According to the cross-party London Councils organisation, this has risen from an earlier estimate of £400m.

The latest figure was sourced from the organisation’s most recent financial pressures survey of boroughs, carried out in September – while the previous estimate comes from June data.

The increase is due to fast-rising spending by boroughs – especially to tackle the capital’s homelessness crisis.

The capital recently saw its highest quarterly number of rough sleepers since records began, with 4,068 people found on the streets by outreach teams between July and September.

Claire Holland, the group’s acting chair, said: “London’s worsening homelessness crisis is wreaking havoc on council budgets. With one in 50 Londoners homeless and living in temporary accommodation arranged by their local borough, the human cost is enormous and financial cost utterly unsustainable.

“Alongside massive demands on adult and children’s social care services, spiralling inflation, and insufficient funding from government, boroughs are left in an extremely precarious position.”
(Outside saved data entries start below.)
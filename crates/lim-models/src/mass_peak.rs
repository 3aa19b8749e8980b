//! Extended unbinned model: a Gaussian peak over an exponential background.
//!
//! `L = Poisson(N | nu_s + nu_b) * prod_i [nu_s * G(m_i) + nu_b * E(m_i)] / (nu_s + nu_b)`
//! with `nu_s = mu * s_nom`, `nu_b = b_nom`, both shapes normalized on the
//! observable range. Asimov data is a weighted binned dataset.

use crate::sampling::{normal_draw, poisson_draw, rng_from_seed};
use lim_core::{Dataset, Error, ModelConfig, ObservableSpec, ParameterSpec, Result, StatModel};
use lim_prob::{exponential, normal};
use rand::Rng;

const MU: usize = 0;
const S_NOM: usize = 1;
const B_NOM: usize = 2;
const ALPHA: usize = 3;
const MEAN: usize = 4;
const WIDTH: usize = 5;

const DENSITY_FLOOR: f64 = 1e-300;
const MAX_REJECTIONS: usize = 10_000;

/// Diphoton-style mass peak on `[lo, hi]`.
#[derive(Debug, Clone)]
pub struct MassPeakModel {
    config: ModelConfig,
    range: (f64, f64),
    n_asimov_bins: usize,
}

impl MassPeakModel {
    /// `m` in `[40, 400]`, peak at 125 with width 3, `s_nom = 50`, `b_nom = 10000`,
    /// `alpha` in `[-10, 0]` (start -0.01), `mu` in `[-3, 6]`.
    pub fn new() -> Self {
        let range = (40.0, 400.0);
        let config = ModelConfig {
            name: "ModelConfig".to_string(),
            parameters: vec![
                ParameterSpec::new("mu", 1.0, (-3.0, 6.0)),
                ParameterSpec::fixed("Snom", 50.0),
                ParameterSpec::fixed("Bnom", 10_000.0),
                ParameterSpec::new("alpha", -0.01, (-10.0, 0.0)),
                ParameterSpec::fixed("mean", 125.0),
                ParameterSpec::fixed("width", 3.0),
            ],
            poi: vec!["mu".to_string()],
            nuisance: vec!["alpha".to_string()],
            observables: vec![ObservableSpec::new("mgg", range)],
            global_observables: vec![],
            snapshot: Some(vec![("mu".to_string(), 1.0)]),
        };
        Self { config, range, n_asimov_bins: 180 }
    }

    /// Number of bins used for Asimov datasets.
    pub fn with_asimov_bins(mut self, n: usize) -> Self {
        self.n_asimov_bins = n.max(1);
        self
    }

    fn yields(params: &[f64]) -> (f64, f64) {
        (params[MU] * params[S_NOM], params[B_NOM])
    }

    fn density(&self, params: &[f64], m: f64) -> Result<f64> {
        let (lo, hi) = self.range;
        let (nu_s, nu_b) = Self::yields(params);
        let g = normal::truncated_logpdf(m, params[MEAN], params[WIDTH], lo, hi)?.exp();
        let e = exponential::logpdf(m, params[ALPHA], lo, hi)?.exp();
        Ok(nu_s * g + nu_b * e)
    }

    fn bin_fractions(params: &[f64], a: f64, b: f64, range: (f64, f64)) -> Result<(f64, f64)> {
        let (lo, hi) = range;
        let (mean, width) = (params[MEAN], params[WIDTH]);
        let g_total = normal::cdf((hi - mean) / width) - normal::cdf((lo - mean) / width);
        let g = (normal::cdf((b - mean) / width) - normal::cdf((a - mean) / width)) / g_total;
        let ln_z = exponential::log_norm(params[ALPHA], lo, hi)?;
        let e = (exponential::log_norm(params[ALPHA], a, b)? - ln_z).exp();
        Ok((g, e))
    }
}

impl Default for MassPeakModel {
    fn default() -> Self {
        Self::new()
    }
}

impl StatModel for MassPeakModel {
    fn config(&self) -> &ModelConfig {
        &self.config
    }

    fn nll(&self, params: &[f64], data: &Dataset) -> Result<f64> {
        let (nu_s, nu_b) = Self::yields(params);
        let mut total = nu_s + nu_b;
        for (i, row) in data.rows().iter().enumerate() {
            let d = self.density(params, row[0])?;
            total -= data.weight(i) * d.max(DENSITY_FLOOR).ln();
        }
        Ok(total)
    }

    fn expected_data(&self, params: &[f64]) -> Result<Dataset> {
        let (lo, hi) = self.range;
        let (nu_s, nu_b) = Self::yields(params);
        let n = self.n_asimov_bins;
        let h = (hi - lo) / n as f64;
        let mut rows = Vec::with_capacity(n);
        let mut weights = Vec::with_capacity(n);
        for k in 0..n {
            let a = lo + k as f64 * h;
            let b = a + h;
            let (g, e) = Self::bin_fractions(params, a, b, self.range)?;
            rows.push(vec![0.5 * (a + b)]);
            weights.push((nu_s * g + nu_b * e).max(0.0));
        }
        Dataset::weighted(vec!["mgg".to_string()], rows, weights)
    }

    fn is_extended(&self) -> bool {
        true
    }

    fn generate(&self, params: &[f64], n_events: Option<usize>, seed: u64) -> Result<Dataset> {
        let (lo, hi) = self.range;
        let (nu_s, nu_b) = Self::yields(params);
        if nu_s < 0.0 {
            return Err(Error::Validation(format!(
                "cannot generate with negative signal yield {nu_s}"
            )));
        }
        let mut rng = rng_from_seed(seed);
        let n = match n_events {
            Some(n) => n,
            None => poisson_draw(nu_s + nu_b, &mut rng) as usize,
        };
        let f_sig = nu_s / (nu_s + nu_b);
        let mut rows = Vec::with_capacity(n);
        for _ in 0..n {
            let m = if rng.gen::<f64>() < f_sig {
                let mut x = params[MEAN];
                for _ in 0..MAX_REJECTIONS {
                    x = normal_draw(params[MEAN], params[WIDTH], &mut rng);
                    if (lo..=hi).contains(&x) {
                        break;
                    }
                }
                x.clamp(lo, hi)
            } else {
                exponential::inverse_cdf(rng.gen::<f64>(), params[ALPHA], lo, hi)?
            };
            rows.push(vec![m]);
        }
        Dataset::new(vec!["mgg".to_string()], rows)
    }
}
Ms Holland, who is also the Labour leader of Lambeth Council, said: “The Chancellor must use the Autumn Statement to help councils weather the storm. We urgently need more funding support to stabilise budgets and sustain local services.”

Over £350m of the £600m overspend is in adult and children’s social care, representing 7 per cent and 9 per cent overspends on those respective budgets. A collective overspend of around £150m is forecast in homelessness budgets, where the borough average overspend is almost 50 per cent.
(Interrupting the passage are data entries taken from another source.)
//! Serializable description of a reference model plus its observed data.
//!
//! ```yaml
//! kind: on_off
//! observed_sr: 25
//! observed_cr: 200
//! cr_global: true
//! ```

use crate::{GaussConstrainedCounting, MassPeakModel, OnOffCounting, PoissonCounting};
use lim_core::{Dataset, Error, Result, StatModel};
use serde::{Deserialize, Serialize};

fn default_signal() -> f64 {
    10.0
}

fn default_background() -> f64 {
    20.0
}

fn default_mu_bounds() -> (f64, f64) {
    (-1.0, 10.0)
}

fn default_cr() -> f64 {
    200.0
}

fn default_seed() -> u64 {
    12345
}

/// A reference model and its observed data.
#[derive(Debug, Clone, PartialEq, Serialize, Deserialize)]
#[serde(tag = "kind", rename_all = "snake_case")]
pub enum ModelSpec {
    /// `Poisson(n | mu * s + b)`.
    PoissonCounting {
        /// Observed count.
        observed: f64,
        /// Signal yield at `mu = 1`.
        #[serde(default = "default_signal")]
        signal: f64,
        /// Background yield.
        #[serde(default = "default_background")]
        background: f64,
        /// POI range.
        #[serde(default = "default_mu_bounds")]
        mu_bounds: (f64, f64),
    },
    /// Signal region plus background control region.
    OnOff {
        /// Observed signal-region count.
        observed_sr: f64,
        /// Observed control-region count.
        #[serde(default = "default_cr")]
        observed_cr: f64,
        /// Treat the control-region count as a global observable.
        #[serde(default)]
        cr_global: bool,
    },
    /// Gaussian-constrained background uncertainty.
    GaussConstrained {
        /// Observed signal-region count.
        observed: f64,
    },
    /// Extended unbinned mass peak.
    MassPeak {
        /// Observed masses; generated at `mu = 1` from `seed` when absent.
        #[serde(default)]
        masses: Option<Vec<f64>>,
        /// Seed for the generated observed dataset.
        #[serde(default = "default_seed")]
        seed: u64,
    },
}

/// A model ready for inference together with its observed dataset.
pub struct BuiltModel {
    /// The likelihood model.
    pub model: Box<dyn StatModel>,
    /// The observed dataset.
    pub data: Dataset,
}

impl std::fmt::Debug for BuiltModel {
    fn fmt(&self, f: &mut std::fmt::Formatter<'_>) -> std::fmt::Result {
        f.debug_struct("BuiltModel")
            .field("config", &self.model.config().name)
            .field("entries", &self.data.n_entries())
            .finish()
    }
}

impl ModelSpec {
    /// Parse a JSON model description.
    pub fn from_json_str(s: &str) -> Result<Self> {
        Ok(serde_json::from_str(s)?)
    }

    /// Build the model and its observed data.
    pub fn build(&self) -> Result<BuiltModel> {
        let built = match self {
            ModelSpec::PoissonCounting { observed, signal, background, mu_bounds } => {
                let m = PoissonCounting::with_yields(*signal, *background, *mu_bounds)?;
                let data = m.observed(*observed)?;
                BuiltModel { model: Box::new(m), data }
            }
            ModelSpec::OnOff { observed_sr, observed_cr, cr_global } => {
                let m = OnOffCounting::new(*cr_global, *observed_cr);
                let data = m.observed(*observed_sr, *observed_cr)?;
                BuiltModel { model: Box::new(m), data }
            }
            ModelSpec::GaussConstrained { observed } => {
                let m = GaussConstrainedCounting::new();
                let data = m.observed(*observed)?;
                BuiltModel { model: Box::new(m), data }
            }
            ModelSpec::MassPeak { masses, seed } => {
                let m = MassPeakModel::new();
                let data = match masses {
                    Some(v) => {
                        Dataset::new(vec!["mgg".to_string()], v.iter().map(|&x| vec![x]).collect())?
                    }
                    None => {
                        let nominal = m.config().snapshot_point()?;
                        m.generate(nominal.values(), None, *seed)?
                    }
                };
                BuiltModel { model: Box::new(m), data }
            }
        };
        built.model.config().validate()?;
        built.model.check_dataset(&built.data)?;
        if built.data.n_entries() == 0 && !built.model.is_extended() {
            return Err(Error::Validation("observed dataset is empty".to_string()));
        }
        log::debug!(
            "built model '{}' with {} observed entries",
            built.model.config().name,
            built.data.n_entries()
        );
        Ok(built)
    }
}
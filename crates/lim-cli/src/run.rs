//! `limitscan run`: one file describing the model and every analysis option.
//!
//! ```yaml
//! model:
//!   kind: poisson_counting
//!   observed: 25
//! analysis:
//!   confidence_level: 0.9
//!   grid:
//!     adaptive: { lo: 0.0, hi: 2.0, rtol: 1.0e-5, max_iter: 100 }
//! ```

use crate::analysis;
use anyhow::Result;
use lim_inference::AnalysisConfig;
use lim_models::ModelSpec;
use serde::Deserialize;
use std::path::Path;

#[derive(Debug, Clone, Deserialize)]
#[serde(deny_unknown_fields)]
pub struct RunConfig {
    /// Model and observed data.
    pub model: ModelSpec,
    /// Analysis options; every field has a default.
    #[serde(default)]
    pub analysis: AnalysisConfig,
    /// Threads (0 = auto).
    #[serde(default)]
    pub threads: usize,
    /// Skip the Bayesian interval.
    #[serde(default)]
    pub skip_bayesian: bool,
}

pub fn read_run_config(path: &Path) -> Result<RunConfig> {
    let bytes = std::fs::read(path)?;
    let ext = path.extension().and_then(|s| s.to_str()).unwrap_or("").to_ascii_lowercase();
    let cfg: RunConfig = if ext == "json" {
        serde_json::from_slice(&bytes)?
    } else {
        // Default: YAML (serde_yaml_ng).
        serde_yaml_ng::from_slice(&bytes)?
    };
    cfg.analysis.validate()?;
    Ok(cfg)
}

/// Limits, profile likelihood interval and (optionally) the Bayesian interval.
pub fn execute(cfg: &RunConfig) -> Result<serde_json::Value> {
    analysis::init_threads(cfg.threads);
    let built = analysis::build_model(&cfg.model)?;
    let a = &cfg.analysis;

    tracing::info!(engine = ?a.engine, cl = a.confidence_level, "running CLs scan");
    let scan = analysis::upper_limits(&built, a)?;
    let limits = analysis::limits_json(&scan)?;

    tracing::info!("profile likelihood interval");
    let pl = analysis::likelihood_interval(&built, a.confidence_level)?;

    let bayes = if cfg.skip_bayesian {
        serde_json::Value::Null
    } else {
        tracing::info!(tail = ?a.bayes_tail, "bayesian interval");
        let b = analysis::bayesian_interval(&built, a.bayesian())?;
        serde_json::json!({
            "lower": b.lower,
            "upper": b.upper,
            "confidence_level": b.confidence_level,
        })
    };

    Ok(serde_json::json!({
        "analysis": serde_json::to_value(a)?,
        "cls": limits,
        "likelihood_interval": serde_json::to_value(&pl)?,
        "bayesian_interval": bayes,
    }))
}
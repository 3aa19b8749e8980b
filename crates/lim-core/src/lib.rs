//! # lim-core
//!
//! Core types, traits, and error handling for limitscan.
//!
//! This crate provides:
//! - The shared error type and the failure taxonomy of the inference engine
//! - Parameter points, model configurations, and datasets
//! - The [`StatModel`] trait implemented by every likelihood provider

#![warn(missing_docs)]
#![warn(clippy::all)]

pub mod error;
pub mod traits;
pub mod types;

pub use error::{Error, Result};
pub use traits::StatModel;
pub use types::{
    Dataset, FitStatus, ModelConfig, ObservableSpec, ParameterPoint, ParameterSpec, ProfileResult,
};

/// Library version
pub const VERSION: &str = env!("CARGO_PKG_VERSION");
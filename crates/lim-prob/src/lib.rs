//! Probability building blocks for limitscan.
//!
//! This crate hosts the probability math shared by the reference models and
//! the inference engine:
//! - base distributions (logpdf/cdf/quantile)
//! - small numeric helpers (stable log-sum-exp)

pub mod chi2;
pub mod exponential;
pub mod math;
pub mod normal;
pub mod poisson;
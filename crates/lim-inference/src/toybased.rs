//! Toy-based (frequentist) sampling distributions.
//!
//! Null toys are generated at the conditional fit of the observed data at the
//! tested POI value; alternative toys at the conditional fit at the
//! background-only POI value. Both ensembles evaluate the statistic at the
//! tested value. The null ensemble uses seed `seed + 1_000_000_000` so the
//! two streams never overlap.
//!
//! Expected CLs at band `k` evaluates the observed-style ratio at the
//! alternative distribution's quantile `Φ(-k)` (large `t` means strong
//! exclusion, so the +2 sigma band sits at the low tail of `t`).

use crate::calculator::{
    Calculator, Cls, EngineOutput, SamplingDistributionEngine, TestSetup, EXPECTED_BANDS,
};
use crate::profiler::PoiConstraint;
use crate::test_statistic::TestStatisticValue;
use crate::toys::{CancelToken, SamplingDistribution, ToyConfig, ToySampler};
use lim_core::{Error, ProfileResult, Result};

const NULL_SEED_OFFSET: u64 = 1_000_000_000;

/// Engine that throws toys at every tested POI value.
pub struct ToyEngine {
    config: ToyConfig,
    cancel: CancelToken,
    alt_generation: ProfileResult,
}

impl ToyEngine {
    /// Fit the background-only generation point and keep the toy settings.
    pub fn prepare(setup: &TestSetup<'_>, config: ToyConfig, cancel: CancelToken) -> Result<Self> {
        if config.n_toys_null == 0 || config.n_toys_alt == 0 {
            return Err(Error::Validation("toy counts must be > 0".to_string()));
        }
        let alt = setup.alt();
        let alt_generation = setup.statistic().profiler().profile_or_fail(
            setup.data(),
            &alt.point,
            PoiConstraint::Fixed(alt.poi_value),
            "background-only generation fit",
        )?;
        Ok(Self { config, cancel, alt_generation })
    }

    /// Toy settings.
    pub fn config(&self) -> &ToyConfig {
        &self.config
    }

    /// Cancellation handle shared with callers.
    pub fn cancel_token(&self) -> &CancelToken {
        &self.cancel
    }
}

fn expected_from_toys(
    null: &SamplingDistribution,
    alt: &SamplingDistribution,
    warnings: &mut Vec<String>,
) -> Result<[Cls; 5]> {
    let mut out = [Cls::Undefined; 5];
    for (i, k) in EXPECTED_BANDS.into_iter().enumerate() {
        let rank = lim_prob::normal::cdf(-k);
        match alt.quantile(rank) {
            Ok(t_k) => out[i] = Cls::from_ratio(null.p_value(t_k)?, alt.p_value(t_k)?),
            Err(e @ Error::InsufficientToys { .. }) => {
                warnings.push(format!("expected band {k:+}: {e}"));
            }
            Err(e) => return Err(e),
        }
    }
    Ok(out)
}

impl SamplingDistributionEngine for ToyEngine {
    fn name(&self) -> &'static str {
        "toys"
    }

    fn evaluate(
        &self,
        setup: &TestSetup<'_>,
        observed: &TestStatisticValue,
        conditional: &ProfileResult,
    ) -> Result<EngineOutput> {
        let mu = observed.mu_test;
        let sampler = ToySampler::new(setup.statistic(), self.config.clone(), self.cancel.clone());

        let null = sampler.sample(
            &conditional.point,
            &setup.null().name,
            mu,
            self.config.n_toys_null,
            self.config.seed.wrapping_add(NULL_SEED_OFFSET),
        )?;
        let alt = sampler.sample(
            &self.alt_generation.point,
            &setup.alt().name,
            mu,
            self.config.n_toys_alt,
            self.config.seed,
        )?;
        if null.is_empty() || alt.is_empty() {
            return Err(Error::Computation(format!(
                "all toys failed at mu={mu}: null_valid={} alt_valid={}",
                null.len(),
                alt.len()
            )));
        }

        let mut warnings = Vec::new();
        if !conditional.converged() {
            warnings.push(format!("null generation fit did not converge at mu={mu}"));
        }
        for d in [&null, &alt] {
            if d.n_failed > 0 {
                warnings.push(format!("{}: {} of {} toys failed", d.hypothesis, d.n_failed, d.n_requested));
            }
        }

        let p_sb = null.p_value(observed.value)?;
        let clb = alt.p_value(observed.value)?;
        let expected_cls = expected_from_toys(&null, &alt, &mut warnings)?;

        Ok(EngineOutput {
            p_sb,
            clb,
            expected_cls,
            degraded: !conditional.converged(),
            warnings,
            null_distribution: Some(null),
            alt_distribution: Some(alt),
        })
    }
}

/// Hypothesis-test calculator with toy-based distributions.
pub type FrequentistCalculator<'a> = Calculator<'a, ToyEngine>;

impl<'a> Calculator<'a, ToyEngine> {
    /// Toy-based calculator over `setup`.
    pub fn new(setup: TestSetup<'a>, config: ToyConfig) -> Result<Self> {
        Self::with_cancel(setup, config, CancelToken::new())
    }

    /// Toy-based calculator with an external cancellation token.
    pub fn with_cancel(setup: TestSetup<'a>, config: ToyConfig, cancel: CancelToken) -> Result<Self> {
        let engine = ToyEngine::prepare(&setup, config, cancel)?;
        Ok(Self::from_parts(setup, engine))
    }
}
According to London Councils, the resources available to borough authorities remain almost a fifth (18 per cent) lower than in 2010, despite there now being almost 800,000 more Londoners – broadly equivalent to a city the size of Leeds.
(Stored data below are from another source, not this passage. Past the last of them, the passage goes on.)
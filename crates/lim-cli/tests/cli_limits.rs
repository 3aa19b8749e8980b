use approx::assert_relative_eq;
use std::path::PathBuf;
use std::process::{Command, Output};

fn bin_path() -> PathBuf {
    PathBuf::from(env!("CARGO_BIN_EXE_limitscan"))
}

fn repo_root() -> PathBuf {
    PathBuf::from(env!("CARGO_MANIFEST_DIR")).join("../..").canonicalize().unwrap()
}

fn fixture_path(name: &str) -> PathBuf {
    repo_root().join("tests/fixtures").join(name)
}

fn run(args: &[&str]) -> Output {
    Command::new(bin_path())
        .args(args)
        .output()
        .unwrap_or_else(|e| panic!("failed to run {:?} {:?}: {}", bin_path(), args, e))
}

fn run_json(args: &[&str]) -> serde_json::Value {
    let out = run(args);
    assert!(
        out.status.success(),
        "{:?} failed, stderr={}",
        args,
        String::from_utf8_lossy(&out.stderr)
    );
    serde_json::from_slice(&out.stdout).expect("stdout should be JSON")
}

fn tmp_path(filename: &str) -> PathBuf {
    use std::time::{SystemTime, UNIX_EPOCH};
    let nanos = SystemTime::now().duration_since(UNIX_EPOCH).unwrap().as_nanos();
    let mut p = std::env::temp_dir();
    p.push(format!("limitscan_cli_{}_{}_{}", std::process::id(), nanos, filename));
    p
}

fn f(v: &serde_json::Value, key: &str) -> f64 {
    v.get(key).and_then(|x| x.as_f64()).unwrap_or_else(|| panic!("missing number '{key}' in {v}"))
}

#[test]
fn fit_reports_best_fit() {
    let input = fixture_path("counting.json");
    let v = run_json(&["fit", "--input", input.to_string_lossy().as_ref()]);
    assert_relative_eq!(f(&v, "mu_hat"), 0.5, epsilon = 1e-4);
    assert_eq!(v["converged"], serde_json::Value::Bool(true));
    assert_eq!(v["poi"], "mu");
}

#[test]
fn hypotest_asymptotic_reference_values() {
    let input = fixture_path("counting.json");
    let v = run_json(&["hypotest", "--input", input.to_string_lossy().as_ref(), "--mu", "1.0"]);
    assert_eq!(v["engine"], "asymptotic");
    assert_relative_eq!(f(&v, "cls"), 0.206034, epsilon = 1e-4);
    assert_relative_eq!(f(&v, "p_sb"), 0.173565, epsilon = 1e-4);
    assert_relative_eq!(f(&v, "clb"), 0.842409, epsilon = 1e-4);
    assert_eq!(v["expected_cls"]["cls"].as_array().unwrap().len(), 5);
}

#[test]
fn hypotest_toys_are_reproducible() {
    let input = fixture_path("counting.json").to_string_lossy().into_owned();
    let args = [
        "hypotest",
        "--input",
        input.as_str(),
        "--mu",
        "1.0",
        "--toys",
        "200",
        "--seed",
        "17",
    ];
    let a = run_json(&args);
    let b = run_json(&args);
    assert_eq!(a["engine"], "toy");
    assert_eq!(a["cls"], b["cls"]);
    assert_eq!(a["p_sb"], b["p_sb"]);
    assert!(a["n_toys_null"].as_u64().unwrap() <= 200);
}

#[test]
fn upper_limit_adaptive_writes_limits() {
    let input = fixture_path("counting.json");
    let output = tmp_path("ul.json");
    let out = run(&[
        "upper-limit",
        "--input",
        input.to_string_lossy().as_ref(),
        "--cl",
        "0.90",
        "--rtol",
        "1e-6",
        "--max-iter",
        "100",
        "--output",
        output.to_string_lossy().as_ref(),
    ]);
    assert!(out.status.success(), "stderr={}", String::from_utf8_lossy(&out.stderr));

    let v: serde_json::Value = serde_json::from_slice(&std::fs::read(&output).unwrap()).unwrap();
    let _ = std::fs::remove_file(&output);
    assert_relative_eq!(f(&v, "obs_limit"), 1.25450, epsilon = 5e-4);
    let exp = v["exp_limits"]["limits"].as_array().unwrap();
    assert_eq!(exp.len(), 5);
    assert_relative_eq!(exp[2].as_f64().unwrap(), 0.82842, epsilon = 5e-4);
    assert!(v["grid"].get("adaptive").is_some());
}

#[test]
fn upper_limit_scan_mode() {
    let input = fixture_path("counting.json");
    let v = run_json(&[
        "upper-limit",
        "--input",
        input.to_string_lossy().as_ref(),
        "--cl",
        "0.90",
        "--scan-start",
        "0.0",
        "--scan-stop",
        "3.0",
        "--scan-points",
        "61",
    ]);
    assert_eq!(v["points"].as_array().unwrap().len(), 61);
    assert_relative_eq!(f(&v, "obs_limit"), 1.25450, epsilon = 5e-3);
}

#[test]
fn scan_and_interval_commands() {
    let input = fixture_path("counting.json");
    let s = run_json(&[
        "scan",
        "--input",
        input.to_string_lossy().as_ref(),
        "--start",
        "0.0",
        "--stop",
        "2.0",
        "--points",
        "5",
    ]);
    assert_eq!(s["points"].as_array().unwrap().len(), 5);
    assert_relative_eq!(f(&s, "mu_hat"), 0.5, epsilon = 1e-4);

    let i = run_json(&["interval", "--input", input.to_string_lossy().as_ref(), "--cl", "0.9"]);
    assert_relative_eq!(f(&i, "lower"), -0.234825, epsilon = 1e-4);
    assert_relative_eq!(f(&i, "upper"), 1.414978, epsilon = 1e-4);
    assert_eq!(i["upper_status"], "found");
}

#[test]
fn bayes_command_on_yaml_model() {
    let input = fixture_path("on_off.yaml");
    let v = run_json(&[
        "bayes",
        "--input",
        input.to_string_lossy().as_ref(),
        "--cl",
        "0.9",
        "--tail",
        "upper",
        "--bins",
        "200",
    ]);
    let upper = f(&v, "upper");
    assert!(upper > 0.0 && upper < 10.0, "upper={upper}");
    assert_relative_eq!(f(&v, "lower"), -1.0, epsilon = 1e-9);
}

#[test]
fn run_file_produces_all_sections() {
    let config = fixture_path("run_counting.yaml");
    let v = run_json(&["run", "--config", config.to_string_lossy().as_ref()]);
    assert_relative_eq!(f(&v["cls"], "obs_limit"), 1.25450, epsilon = 5e-4);
    assert_relative_eq!(f(&v["likelihood_interval"], "upper"), 1.414978, epsilon = 1e-4);
    assert_relative_eq!(f(&v["bayesian_interval"], "upper"), 1.49161, epsilon = 3e-3);
    assert_eq!(v["analysis"]["confidence_level"].as_f64(), Some(0.9));
}

#[test]
fn run_file_with_toys() {
    let config = fixture_path("run_on_off_toys.yaml");
    let v = run_json(&["run", "--config", config.to_string_lossy().as_ref()]);
    assert_eq!(v["cls"]["points"].as_array().unwrap().len(), 6);
    assert!(v["bayesian_interval"].is_null());
    assert_eq!(v["analysis"]["engine"], "toy");
}

#[test]
fn invalid_confidence_level_fails() {
    let input = fixture_path("counting.json");
    let out = run(&["upper-limit", "--input", input.to_string_lossy().as_ref(), "--cl", "1.5"]);
    assert!(!out.status.success());
    assert!(String::from_utf8_lossy(&out.stderr).contains("confidence_level"));
}

#[test]
fn missing_model_file_fails() {
    let out = run(&["fit", "--input", "/nonexistent/model.json"]);
    assert!(!out.status.success());
}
The organisation is calling in the Autumn Statement for an overall funding increase of at least 9 per cent, in line with what was received at last year’s Autumn Statement. It is also calling for investment to reduce homelessness – including through uplifting Local Housing Allowance and the Homelessness Prevention Grant – and for reforms to local government’s finance system, such as giving councils longer-term funding settlements and more devolved powers.

The Department for Levelling Up, Housing and Communities (DLUHC) was approached for comment.

Responding in October to similar concerns raised by London Councils, a DLUHC spokesperson said the capital’s boroughs had received an increase of 9.3 per cent in core spending power in 2023.

They added: “We stand ready to speak to any council that has concerns about its ability to manage its finances or faces pressures it has not planned for.”